= Raphael Johann Steidele =

Austrian surgeon and obstetrician

Raphael Johann Steidele (20 February 1737, Innsbruck - 10 September 1823, Vienna) was an Austrian surgeon and obstetrician.

He studied at the University of Vienna, receiving his magister degree for obstetrics in 1764 and his doctorate for surgery in 1784. Beginning in 1789 he was associated with the university obstetrics clinic, and from 1797 to 1817, was a professor of theoretical gynecology at the University of Vienna.

His name is associated with the "Steidele complex", being defined as absence of the aortic arch.
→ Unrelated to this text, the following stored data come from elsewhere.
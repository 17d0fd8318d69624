// ABOUTME: Implements ToolAdapter - exposes an ExecutionTarget as a named, described tool.
// ABOUTME: Handles input checks, timeout, cancellation, and output normalization in-band.

use std::future::Future;
use std::panic::AssertUnwindSafe;
use std::sync::Arc;
use std::time::{Duration, Instant};

use futures::FutureExt;
use serde_json::Value;
use tracing::Instrument;
use uuid::Uuid;

use super::{
    ErrorKind, ExecutionTarget, InvocationContext, InvocationHandle, InvocationResult, ToolSpec,
};
use crate::config::AdapterConfig;
use crate::error::{TargetError, ToolError};

/// A tool backed by an execution target.
///
/// The adapter holds no mutable state: every invocation is independent and
/// concurrent invocations never contend on the adapter itself. Runtime
/// failures are reported through `InvocationResult::error`, never as `Err`.
pub struct ToolAdapter {
    spec: ToolSpec,
    target: Arc<dyn ExecutionTarget>,
    config: AdapterConfig,
}

impl std::fmt::Debug for ToolAdapter {
    fn fmt(&self, f: &mut std::fmt::Formatter<'_>) -> std::fmt::Result {
        f.debug_struct("ToolAdapter")
            .field("spec", &self.spec)
            .field("config", &self.config)
            .finish_non_exhaustive()
    }
}

impl ToolAdapter {
    /// Create an adapter with no declared inputs.
    ///
    /// Fails with `ToolError::InvalidSpec` if `name` or `description` is empty.
    pub fn new(
        name: impl Into<String>,
        description: impl Into<String>,
        target: Arc<dyn ExecutionTarget>,
    ) -> Result<Self, ToolError> {
        Ok(Self::from_spec(ToolSpec::new(name, description)?, target))
    }

    /// Create an adapter from an already validated spec.
    pub fn from_spec(spec: ToolSpec, target: Arc<dyn ExecutionTarget>) -> Self {
        Self {
            spec,
            target,
            config: AdapterConfig::default(),
        }
    }

    /// Bound every invocation by `timeout`.
    pub fn with_timeout(mut self, timeout: Duration) -> Self {
        self.config = self.config.timeout(timeout);
        self
    }

    /// Replace the runtime settings.
    pub fn with_config(mut self, config: AdapterConfig) -> Self {
        self.config = config;
        self
    }

    pub fn name(&self) -> &str {
        self.spec.name()
    }

    pub fn description(&self) -> &str {
        self.spec.description()
    }

    pub fn spec(&self) -> &ToolSpec {
        &self.spec
    }

    pub fn config(&self) -> &AdapterConfig {
        &self.config
    }

    /// JSON Schema of the tool's parameters.
    pub fn schema(&self) -> Value {
        self.spec.schema()
    }

    /// Invoke the tool.
    pub async fn invoke(&self, context: impl Into<InvocationContext>) -> InvocationResult {
        self.invoke_with_cancel(context, std::future::pending::<()>())
            .await
    }

    /// Invoke the tool, abandoning the target if `cancel` completes first.
    ///
    /// The target's future is dropped on cancel or timeout, which is how
    /// cancellation reaches it.
    pub async fn invoke_with_cancel<F>(
        &self,
        context: impl Into<InvocationContext>,
        cancel: F,
    ) -> InvocationResult
    where
        F: Future<Output = ()>,
    {
        let invocation_id = Uuid::new_v4();
        let span = tracing::debug_span!("invoke", tool = %self.spec.name(), %invocation_id);
        let started = Instant::now();

        let result = self
            .settle(context.into(), cancel)
            .instrument(span.clone())
            .await;
        let elapsed = started.elapsed();

        span.in_scope(|| match &result.error {
            Some(err) => tracing::warn!(
                kind = %err.kind,
                elapsed_ms = elapsed.as_millis() as u64,
                "invocation failed: {}",
                err.message
            ),
            None => {
                tracing::debug!(elapsed_ms = elapsed.as_millis() as u64, "invocation completed")
            }
        });

        result
            .with_metadata("invocation_id", invocation_id.to_string())
            .with_metadata("elapsed_ms", elapsed.as_millis() as u64)
    }

    /// Spawn the invocation onto the tokio runtime.
    ///
    /// The returned handle can be awaited or cancelled.
    pub fn spawn(self: &Arc<Self>, context: impl Into<InvocationContext>) -> InvocationHandle {
        InvocationHandle::spawn(Arc::clone(self), context.into())
    }

    async fn settle<F>(&self, context: InvocationContext, cancel: F) -> InvocationResult
    where
        F: Future<Output = ()>,
    {
        let context = match context.conform(self.spec.inputs(), self.config.convert_types) {
            Ok(context) => context,
            Err(message) => return InvocationResult::failed(ErrorKind::InvalidInput, message),
        };

        tracing::debug!(params = context.len(), "running target");
        let run = AssertUnwindSafe(self.target.run(context.into_value())).catch_unwind();
        let limit = self.config.timeout_duration();
        let bounded = async {
            match limit {
                Some(limit) => tokio::time::timeout(limit, run).await.ok(),
                None => Some(run.await),
            }
        };

        tokio::pin!(cancel);
        tokio::select! {
            biased;
            () = &mut cancel => {
                InvocationResult::failed(ErrorKind::Cancelled, "invocation cancelled by caller")
            }
            outcome = bounded => match outcome {
                None => InvocationResult::failed(
                    ErrorKind::Timeout,
                    format!(
                        "target did not complete within {}ms",
                        limit.map(|l| l.as_millis()).unwrap_or_default()
                    ),
                ),
                Some(Err(_panic)) => {
                    InvocationResult::failed(ErrorKind::ExecutionFailed, "target panicked")
                }
                Some(Ok(Ok(output))) => match normalize(output) {
                    Ok(output) => InvocationResult::ok(output),
                    Err(message) => InvocationResult::failed(ErrorKind::MalformedOutput, message),
                },
                Some(Ok(Err(TargetError::Failed(err)))) => {
                    InvocationResult::failed(ErrorKind::ExecutionFailed, format!("{:#}", err))
                }
                Some(Ok(Err(TargetError::Malformed(message)))) => {
                    InvocationResult::failed(ErrorKind::MalformedOutput, message)
                }
            },
        }
    }
}

/// Normalize raw target output into the result shape.
///
/// `null` and empty arrays are rejected, a single-item array collapses to
/// its item, and bare scalars are wrapped as `{ "response": value }`.
pub fn normalize(output: Value) -> Result<Value, String> {
    match output {
        Value::Null => Err("target did not return a response".into()),
        Value::Array(mut items) => match items.len() {
            0 => Err("target did not return a response".into()),
            1 => normalize(items.remove(0)),
            _ => Ok(Value::Array(items)),
        },
        Value::Object(_) => Ok(output),
        scalar => Ok(serde_json::json!({ "response": scalar })),
    }
}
He first described the anomaly in 1788.

== Selected works ==
- Abhandlung von dem unvermeidentlichen Gebrauch der Instrumente in der Geburtshilfe, 1774 - Treatise on the unavoidable use of instruments in obstetrics.
- Lehrbuch von der Hebammenkunst : mit Kupfern versehen, 1775 - Textbook of midwifery: provided with engravings.
- Abhandlung von Blutflüssen, 1776 - Treatise on blood flow.
- Sammlung verschiedener in der chirurgisch-praktischen Lehrschule gemachten Beobachtungen, 1776 - Various observations made in the practical surgery training school.
- Lehrbuch von dem unvermeidentlichen Gebrauch der Instrumente in der Geburtshülfe, 1785 - Textbook on the unavoidable use of instruments in midwifery.